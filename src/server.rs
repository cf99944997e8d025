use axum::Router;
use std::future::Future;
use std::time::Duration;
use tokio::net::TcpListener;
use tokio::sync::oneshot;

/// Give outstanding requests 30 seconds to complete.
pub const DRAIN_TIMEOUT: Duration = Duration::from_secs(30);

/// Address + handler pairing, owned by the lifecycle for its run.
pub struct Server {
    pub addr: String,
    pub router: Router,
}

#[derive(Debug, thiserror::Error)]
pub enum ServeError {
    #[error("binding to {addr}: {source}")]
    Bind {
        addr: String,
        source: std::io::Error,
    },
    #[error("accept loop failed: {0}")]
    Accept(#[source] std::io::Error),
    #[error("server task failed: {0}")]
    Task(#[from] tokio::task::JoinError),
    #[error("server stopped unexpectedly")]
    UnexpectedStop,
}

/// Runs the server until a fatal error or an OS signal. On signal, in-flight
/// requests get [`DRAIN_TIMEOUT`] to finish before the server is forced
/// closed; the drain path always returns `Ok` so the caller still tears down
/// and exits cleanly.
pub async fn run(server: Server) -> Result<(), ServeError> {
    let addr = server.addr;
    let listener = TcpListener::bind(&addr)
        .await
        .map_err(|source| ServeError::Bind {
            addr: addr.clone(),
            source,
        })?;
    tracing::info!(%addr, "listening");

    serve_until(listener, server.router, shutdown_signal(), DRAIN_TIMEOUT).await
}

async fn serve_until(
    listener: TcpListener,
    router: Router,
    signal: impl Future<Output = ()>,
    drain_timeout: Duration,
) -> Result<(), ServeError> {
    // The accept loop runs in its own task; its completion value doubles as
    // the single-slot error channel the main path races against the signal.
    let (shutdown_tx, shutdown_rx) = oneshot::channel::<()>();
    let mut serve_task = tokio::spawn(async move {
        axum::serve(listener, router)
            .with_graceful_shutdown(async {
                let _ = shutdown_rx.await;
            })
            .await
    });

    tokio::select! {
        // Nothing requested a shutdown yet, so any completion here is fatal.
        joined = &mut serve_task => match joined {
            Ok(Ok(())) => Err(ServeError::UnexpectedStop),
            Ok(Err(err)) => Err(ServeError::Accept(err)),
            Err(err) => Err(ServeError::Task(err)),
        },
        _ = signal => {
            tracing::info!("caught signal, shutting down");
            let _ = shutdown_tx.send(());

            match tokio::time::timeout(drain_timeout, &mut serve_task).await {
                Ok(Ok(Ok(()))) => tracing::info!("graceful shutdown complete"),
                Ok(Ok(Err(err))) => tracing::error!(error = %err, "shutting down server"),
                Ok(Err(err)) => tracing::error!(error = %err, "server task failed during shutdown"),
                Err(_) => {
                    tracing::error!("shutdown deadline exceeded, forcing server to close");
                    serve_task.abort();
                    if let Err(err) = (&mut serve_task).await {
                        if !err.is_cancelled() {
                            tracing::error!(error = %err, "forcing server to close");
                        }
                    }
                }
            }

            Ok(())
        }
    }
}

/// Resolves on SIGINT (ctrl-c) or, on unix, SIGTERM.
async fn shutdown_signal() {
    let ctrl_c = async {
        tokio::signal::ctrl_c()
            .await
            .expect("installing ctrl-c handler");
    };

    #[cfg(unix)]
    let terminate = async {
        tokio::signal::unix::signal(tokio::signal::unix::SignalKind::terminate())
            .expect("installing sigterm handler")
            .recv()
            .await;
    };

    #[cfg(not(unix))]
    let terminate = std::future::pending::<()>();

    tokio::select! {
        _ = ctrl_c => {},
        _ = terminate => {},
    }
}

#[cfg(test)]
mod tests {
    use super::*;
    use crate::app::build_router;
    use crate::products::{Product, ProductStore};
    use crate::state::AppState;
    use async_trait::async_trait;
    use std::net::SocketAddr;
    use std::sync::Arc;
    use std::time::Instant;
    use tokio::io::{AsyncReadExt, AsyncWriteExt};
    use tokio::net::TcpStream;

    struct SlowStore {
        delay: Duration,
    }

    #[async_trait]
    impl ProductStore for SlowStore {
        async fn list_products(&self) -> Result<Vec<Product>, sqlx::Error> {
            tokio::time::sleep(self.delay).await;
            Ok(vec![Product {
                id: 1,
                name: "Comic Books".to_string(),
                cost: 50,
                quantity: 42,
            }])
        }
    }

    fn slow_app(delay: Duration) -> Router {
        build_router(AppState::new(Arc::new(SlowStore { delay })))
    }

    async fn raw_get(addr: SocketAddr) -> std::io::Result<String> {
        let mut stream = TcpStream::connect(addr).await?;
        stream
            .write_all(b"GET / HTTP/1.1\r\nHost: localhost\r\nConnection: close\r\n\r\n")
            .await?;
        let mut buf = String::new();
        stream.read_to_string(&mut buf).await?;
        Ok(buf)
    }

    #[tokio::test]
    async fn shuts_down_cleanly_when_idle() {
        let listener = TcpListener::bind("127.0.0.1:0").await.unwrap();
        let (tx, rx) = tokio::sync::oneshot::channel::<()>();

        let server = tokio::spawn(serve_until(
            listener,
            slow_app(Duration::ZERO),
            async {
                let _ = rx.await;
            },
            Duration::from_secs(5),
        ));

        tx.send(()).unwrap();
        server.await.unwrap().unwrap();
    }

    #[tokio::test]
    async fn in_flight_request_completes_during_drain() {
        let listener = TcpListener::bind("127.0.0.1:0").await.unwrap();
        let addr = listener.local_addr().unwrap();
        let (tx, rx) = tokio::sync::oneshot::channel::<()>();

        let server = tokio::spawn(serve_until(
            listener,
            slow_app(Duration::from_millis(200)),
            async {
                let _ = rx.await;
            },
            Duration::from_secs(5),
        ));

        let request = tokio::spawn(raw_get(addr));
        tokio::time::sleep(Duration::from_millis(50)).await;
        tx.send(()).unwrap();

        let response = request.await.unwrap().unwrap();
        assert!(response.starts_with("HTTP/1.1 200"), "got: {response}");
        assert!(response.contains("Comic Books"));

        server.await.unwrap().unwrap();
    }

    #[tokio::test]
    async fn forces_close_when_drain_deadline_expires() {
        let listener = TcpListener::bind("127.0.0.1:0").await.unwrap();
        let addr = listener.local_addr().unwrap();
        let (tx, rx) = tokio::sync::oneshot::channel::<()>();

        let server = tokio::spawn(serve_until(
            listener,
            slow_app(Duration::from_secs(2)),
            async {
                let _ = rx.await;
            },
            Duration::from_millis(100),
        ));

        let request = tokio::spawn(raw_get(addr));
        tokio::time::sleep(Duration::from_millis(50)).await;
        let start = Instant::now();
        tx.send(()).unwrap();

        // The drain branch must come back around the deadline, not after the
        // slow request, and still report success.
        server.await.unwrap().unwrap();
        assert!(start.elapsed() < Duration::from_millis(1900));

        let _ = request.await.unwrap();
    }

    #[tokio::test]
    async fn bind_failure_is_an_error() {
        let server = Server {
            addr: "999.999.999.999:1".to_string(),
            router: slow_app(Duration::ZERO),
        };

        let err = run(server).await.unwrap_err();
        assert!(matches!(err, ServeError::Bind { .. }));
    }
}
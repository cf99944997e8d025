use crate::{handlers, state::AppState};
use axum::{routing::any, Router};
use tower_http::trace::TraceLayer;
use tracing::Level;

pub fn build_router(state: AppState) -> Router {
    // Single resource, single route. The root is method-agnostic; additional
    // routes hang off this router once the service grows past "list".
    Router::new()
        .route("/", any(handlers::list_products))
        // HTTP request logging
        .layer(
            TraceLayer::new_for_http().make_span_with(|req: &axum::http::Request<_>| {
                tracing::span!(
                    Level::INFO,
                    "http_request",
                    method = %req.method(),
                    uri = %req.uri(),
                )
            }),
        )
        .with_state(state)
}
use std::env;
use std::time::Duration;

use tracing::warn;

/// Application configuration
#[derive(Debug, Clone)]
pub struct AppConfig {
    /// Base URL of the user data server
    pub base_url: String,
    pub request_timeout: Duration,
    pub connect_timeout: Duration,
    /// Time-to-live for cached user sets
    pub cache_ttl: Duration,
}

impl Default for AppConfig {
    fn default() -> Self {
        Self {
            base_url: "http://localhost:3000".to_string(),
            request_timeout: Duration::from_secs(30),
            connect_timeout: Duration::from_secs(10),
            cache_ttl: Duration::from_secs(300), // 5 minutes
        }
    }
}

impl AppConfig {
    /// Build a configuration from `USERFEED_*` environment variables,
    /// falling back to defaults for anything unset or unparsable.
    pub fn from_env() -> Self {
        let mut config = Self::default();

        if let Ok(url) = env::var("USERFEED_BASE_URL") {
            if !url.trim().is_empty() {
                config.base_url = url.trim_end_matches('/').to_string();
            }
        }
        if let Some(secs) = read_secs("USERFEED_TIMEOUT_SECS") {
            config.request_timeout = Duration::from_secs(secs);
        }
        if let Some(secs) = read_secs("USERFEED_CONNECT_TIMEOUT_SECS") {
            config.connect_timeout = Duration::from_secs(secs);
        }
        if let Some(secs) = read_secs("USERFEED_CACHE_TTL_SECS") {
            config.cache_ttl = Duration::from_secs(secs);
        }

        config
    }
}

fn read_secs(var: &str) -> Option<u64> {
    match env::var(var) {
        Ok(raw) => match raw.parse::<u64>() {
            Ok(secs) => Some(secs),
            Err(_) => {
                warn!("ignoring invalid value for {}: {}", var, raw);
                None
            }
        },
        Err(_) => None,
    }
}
========================================================================
TASK PROMPT
If a line comes after the one with "pub struct Server", leave it out; reproduce exactly every line of the material from the first up to and including that one.

YOUR SOLUTION
filename src/server.rs
repository cf99944997e8d025
use axum::Router;
use std::future::Future;
use std::time::Duration;
use tokio::net::TcpListener;
use tokio::sync::oneshot;

/// Give outstanding requests 30 seconds to complete.
pub const DRAIN_TIMEOUT: Duration = Duration::from_secs(30);

/// Address + handler pairing, owned by the lifecycle for its run.
pub struct Server {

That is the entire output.